* AVAILABLE DATA:
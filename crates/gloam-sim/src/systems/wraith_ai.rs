//! Wraith advancement system: drives the lifecycle FSM and steering from
//! `gloam-wraith` for every non-dormant wraith, once per tick.

use hecs::World;

use gloam_core::components::*;
use gloam_core::config::{GuardConfig, LifecycleConfig, MotionConfig};
use gloam_core::enums::WraithPhase;
use gloam_core::external::Frame;

use gloam_wraith::fsm;
use gloam_wraith::motion::{steer, SteerInput};
use gloam_wraith::strategy::{resolve_target, BoostEdge};

/// Advance lifecycle, exposure falloff, and movement for all wraiths.
pub fn run(
    world: &mut World,
    lifecycle: &LifecycleConfig,
    motion_cfg: &MotionConfig,
    guard_cfg: &GuardConfig,
    frame: &Frame,
    dt: f32,
) {
    for (
        _entity,
        (_wraith, pos, state, exposure, motion, tuning, swoop, strategy),
    ) in world.query_mut::<(
        &Wraith,
        &mut Position,
        &mut WraithState,
        &mut Exposure,
        &mut Motion,
        &MotionTuning,
        &SwoopProfile,
        &mut TargetStrategy,
    )>() {
        if state.phase == WraithPhase::Dormant {
            continue;
        }

        // Timer-driven lifecycle edges (emerge/dissolve fades).
        let update = fsm::evaluate(state, dt, lifecycle);
        state.phase_elapsed += dt;
        state.veil = update.veil;
        if update.phase_changed {
            state.enter(update.new_phase);
        }

        if state.phase != WraithPhase::Hunting {
            motion.velocity = glam::Vec3::ZERO;
            continue;
        }

        // Unlit exposure falls off linearly; a tick the beam lit is skipped.
        exposure.decay(lifecycle.exposure_falloff * dt);

        let (target, edge) = resolve_target(strategy, pos.0, frame.focus, guard_cfg, dt);
        match edge {
            BoostEdge::Started => {
                motion.speed = motion_cfg.speed * guard_cfg.chase_speed_factor;
                motion.burst_multiplier =
                    motion_cfg.burst_multiplier * guard_cfg.chase_burst_factor;
            }
            BoostEdge::Ended => {
                motion.speed = motion_cfg.speed;
                motion.burst_multiplier = motion_cfg.burst_multiplier;
            }
            BoostEdge::None => {}
        }

        let out = steer(
            &SteerInput {
                position: pos.0,
                yaw: motion.yaw,
                target,
                speed: motion.speed,
                burst_multiplier: motion.burst_multiplier,
                ground_y: frame.terrain.ground_height(pos.0.x, pos.0.z),
                dt,
            },
            tuning,
            swoop,
        );
        pos.0 = out.position;
        motion.yaw = out.yaw;
        motion.velocity = out.velocity;
    }
}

* YOUR GOAL: The answer must consist of each line from the entries that contains the string "GuardConfig".

* WORKED SOLUTION:
use gloam_core::config::{GuardConfig, LifecycleConfig, MotionConfig};
    guard_cfg: &GuardConfig,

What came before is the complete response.